Hatteras, calm and haughty, quietly left the poop. In the meantime Shandon was anchoring the brig.

Who, then, was this Hatteras, and for what reason did his name make such a profound impression upon the crew? John Hatteras was the only son of a London brewer, who died in 1852 worth six millions of money. Still young, he embraced the maritime career in spite of the splendid fortune awaiting him. Not that he felt any vocation for commerce, but the instinct of geographical discoveries was dear to him. He had always dreamt of placing his foot where no mortal foot had yet soiled the ground.

At the age of twenty he was already in possession of the vigorous constitution of a thin and sanguine man; an energetic face, with lines geometrically traced; a high and perpendicular forehead; cold but handsome eyes; thin lips, which set off a mouth from which words rarely issued; a middle stature; solidly-jointed limbs, put in motion by iron muscles; the whole forming a man endowed with a temperament fit for anything. When you saw him you felt he was daring; when you heard him you knew he was coldly determined; his was a character that never drew back, ready to stake the lives of others as well as his own. It was well to think twice before following him in his expeditions.

John Hatteras was proud of being an Englishman. A Frenchman once said to him, with what he thought was refined politeness and amiability:

“If I were not a Frenchman I should like to be an Englishman.”

“And if I were not an Englishman,” answered Hatteras, “I should like to be an Englishman.”

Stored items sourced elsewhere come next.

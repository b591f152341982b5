//! Benchmarks for the request evaluation hot path
//!
//! The pipeline is initialized once against an in-memory object store; the
//! measured call is the synchronous warm-cache evaluation an SSP performs on
//! every inbound bid request.

use chrono::{TimeZone, Utc};
use criterion::{black_box, criterion_group, criterion_main, Criterion};
use std::collections::HashMap;
use std::sync::Arc;
use tokio::runtime::Runtime;

use dte_core::{
    BidRequestEvaluatorInput, DemandTrafficEvaluator, EvaluatorSettings, FixedClock,
    InMemoryObjectStore,
};

const SSP: &str = "ssp-bench";
const MODEL: &str = "adsp_low-value_v2";

const MODEL_CONFIG: &str = r#"{
    "modelDefinitionByIdentifier": {
        "adsp_low-value_v2": {
            "identifier": "adsp_low-value_v2",
            "type": "LowValue",
            "featureExtractorType": "JsonExtractor",
            "features": [
                {"name": "country", "fields": ["$.device.geo.country"], "transformation": []},
                {"name": "size",
                 "fields": ["$.imp[0].banner.w", "$.imp[0].banner.h"],
                 "transformation": ["ConcatenateByPair"]}
            ]
        }
    }
}"#;

const EXPERIMENT_CONFIG: &str = r#"{
    "experimentDefinitionByName": {
        "DemandDrivenTrafficEvaluatorSoftFilter": {
            "name": "DemandDrivenTrafficEvaluatorSoftFilter",
            "type": "soft-filter",
            "treatments": [{"treatmentCode": "T", "weight": 80},
                           {"treatmentCode": "C", "weight": 20}]
        }
    },
    "modelToExperiment": {"adsp_low-value_v2": "DemandDrivenTrafficEvaluatorSoftFilter"}
}"#;

const OPEN_RTB_REQUEST: &str = r#"{
    "id": "req-bench",
    "device": {"geo": {"country": "US"}, "ua": "Mozilla/5.0"},
    "imp": [{"banner": {"w": 300, "h": 250}}],
    "app": {"bundle": "com.example.game"}
}"#;

fn build_evaluator(rt: &Runtime) -> DemandTrafficEvaluator {
    let store = Arc::new(InMemoryObjectStore::new());
    store.insert(
        "bench-bucket",
        &format!("{SSP}/configuration/model/config.json"),
        "model-etag-1",
        MODEL_CONFIG,
    );
    store.insert(
        "bench-bucket",
        &format!("{SSP}/configuration/experiment/config.json"),
        "experiment-etag-1",
        EXPERIMENT_CONFIG,
    );
    store.insert(
        "bench-bucket",
        &format!("{SSP}/2026-08-02/07/{MODEL}.csv"),
        "rows-etag-1",
        "US|300x250,0.013\nDE|300x250,0.021\nUS|728x90,0.007\n",
    );

    let settings = EvaluatorSettings {
        ssp_identifier: SSP.to_string(),
        folder_prefix: "s3://bench-bucket".to_string(),
        region: "us-east-1".to_string(),
        refresh_interval_ms: 3_600_000,
    };
    let clock = FixedClock(Utc.with_ymd_and_hms(2026, 8, 2, 7, 0, 0).unwrap());
    let evaluator =
        DemandTrafficEvaluator::with_parts(settings, store, Arc::new(clock)).unwrap();
    let failures = rt.block_on(evaluator.init());
    assert!(failures.is_empty(), "init failed: {failures:?}");
    evaluator
}

fn bench_evaluation(c: &mut Criterion) {
    let rt = Runtime::new().unwrap();
    let evaluator = build_evaluator(&rt);

    let raw_input = BidRequestEvaluatorInput {
        open_rtb_request: OPEN_RTB_REQUEST.to_string(),
        ..Default::default()
    };
    c.bench_function("evaluate_raw_request", |b| {
        b.iter(|| black_box(evaluator.evaluate(Some(black_box(&raw_input)))))
    });

    let map_input = BidRequestEvaluatorInput {
        open_rtb_request_map: HashMap::from([
            ("$.device.geo.country".to_string(), "US".to_string()),
            ("$.imp[0].banner.w".to_string(), "300".to_string()),
            ("$.imp[0].banner.h".to_string(), "250".to_string()),
        ]),
        ..Default::default()
    };
    c.bench_function("evaluate_pre_extracted_map", |b| {
        b.iter(|| black_box(evaluator.evaluate(Some(black_box(&map_input)))))
    });

    c.bench_function("evaluate_default_path", |b| {
        b.iter(|| black_box(evaluator.evaluate(None)))
    });

    evaluator.shutdown();
}

criterion_group!(benches, bench_evaluation);
criterion_main!(benches);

That answer revealed the character of the man. It was a great grief to him that Englishmen had not the monopoly of geographical discoveries, and were, in fact, rather behind other nations in that field.

Christopher Columbus, the discoverer of America, was a Genoese; Vasco da Gama, a Portuguese, discovered India; another Portuguese, Fernando de Andrada, China; and a third, Magellan, the Terra del Fuego. Canada was discovered by Jacques Cartier, a Frenchman; Labrador, Brazil, the Cape of Good Hope, the Azores, Madeira, Newfoundland, Guinea, Congo, Mexico, Cape Blanco, Greenland, Iceland, the South Seas, California, Japan, Cambodia, Peru, Kamtchatka, the Philippines, Spitzbergen, Cape Horn, Behring’s Straits, Tasmania, New Zealand, New Brittany, New Holland, Louisiana, Jean Mayen Island, were discovered by Icelanders, Scandinavians, French, Russians, Portuguese, Danes, Spaniards, Genoese, and Dutch, but not one by an Englishman. Captain Hatteras could not reconcile himself to the fact that Englishmen were excluded from the glorious list of navigators who made the great discoveries of the 15th and 16th centuries.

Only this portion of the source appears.